### GIVEN ENTRIES
╔══
use diesel::prelude::*;
use thiserror::Error;

use crate::db::{airport::models::*, schema::airports::dsl::*};

#[derive(Debug, Error)]
pub enum UpsertAirportError {
    #[error("UpsertAirport: {source}")]
    UpsertAirport {
        #[from]
        source: diesel::result::Error,
    },
}

pub fn upsert_airport(
    conn: &mut SqliteConnection,
    airport: &Airport,
) -> Result<Airport, UpsertAirportError> {
    diesel::replace_into(airports)
        .values(airport)
        .execute(conn)
        .map_err(|source| UpsertAirportError::UpsertAirport { source })?;

    airports
        .find(&airport.station_id)
        .select(Airport::as_select())
        .first(conn)
        .map_err(|source| UpsertAirportError::UpsertAirport { source })
}

#[derive(Debug, Error)]
pub enum GetFetchedAirportIdsError {
    #[error("GetFetchedAirportIds: {source}")]
    GetFetchedAirportIds {
        #[from]
        source: diesel::result::Error,
    },
}

pub fn get_fetched_airport_ids(
    conn: &mut SqliteConnection,
) -> Result<Vec<String>, GetFetchedAirportIdsError> {
    airports
        .filter(is_fetched.eq(true))
        .select(station_id)
        .order(station_id.asc())
        .load::<String>(conn)
        .map_err(|source| GetFetchedAirportIdsError::GetFetchedAirportIds { source })
}

#[derive(Debug, Error)]
pub enum GetAirportsError {
    #[error("GetAirports: {source}")]
    GetAirports {
        #[from]
        source: diesel::result::Error,
    },
}

pub fn get_airports(conn: &mut SqliteConnection) -> Result<Vec<Airport>, GetAirportsError> {
    airports
        .select(Airport::as_select())
        .order(station_id.asc())
        .load::<Airport>(conn)
        .map_err(|source| GetAirportsError::GetAirports { source })
}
╚══
### WHAT IS REQUIRED
Go through the entries and restate each one exactly.

### YOUR RESPONSE
use diesel::prelude::*;
use thiserror::Error;

use crate::db::{airport::models::*, schema::airports::dsl::*};

#[derive(Debug, Error)]
pub enum UpsertAirportError {
    #[error("UpsertAirport: {source}")]
    UpsertAirport {
        #[from]
        source: diesel::result::Error,
    },
}

pub fn upsert_airport(
    conn: &mut SqliteConnection,
    airport: &Airport,
) -> Result<Airport, UpsertAirportError> {
    diesel::replace_into(airports)
        .values(airport)
        .execute(conn)
        .map_err(|source| UpsertAirportError::UpsertAirport { source })?;

    airports
        .find(&airport.station_id)
        .select(Airport::as_select())
        .first(conn)
        .map_err(|source| UpsertAirportError::UpsertAirport { source })
}

#[derive(Debug, Error)]
pub enum GetFetchedAirportIdsError {
    #[error("GetFetchedAirportIds: {source}")]
    GetFetchedAirportIds {
        #[from]
        source: diesel::result::Error,
    },
}

pub fn get_fetched_airport_ids(
    conn: &mut SqliteConnection,
) -> Result<Vec<String>, GetFetchedAirportIdsError> {
    airports
        .filter(is_fetched.eq(true))
        .select(station_id)
        .order(station_id.asc())
        .load::<String>(conn)
        .map_err(|source| GetFetchedAirportIdsError::GetFetchedAirportIds { source })
}

#[derive(Debug, Error)]
pub enum GetAirportsError {
    #[error("GetAirports: {source}")]
    GetAirports {
        #[from]
        source: diesel::result::Error,
    },
}

pub fn get_airports(conn: &mut SqliteConnection) -> Result<Vec<Airport>, GetAirportsError> {
    airports
        .select(Airport::as_select())
        .order(station_id.asc())
        .load::<Airport>(conn)
        .map_err(|source| GetAirportsError::GetAirports { source })
}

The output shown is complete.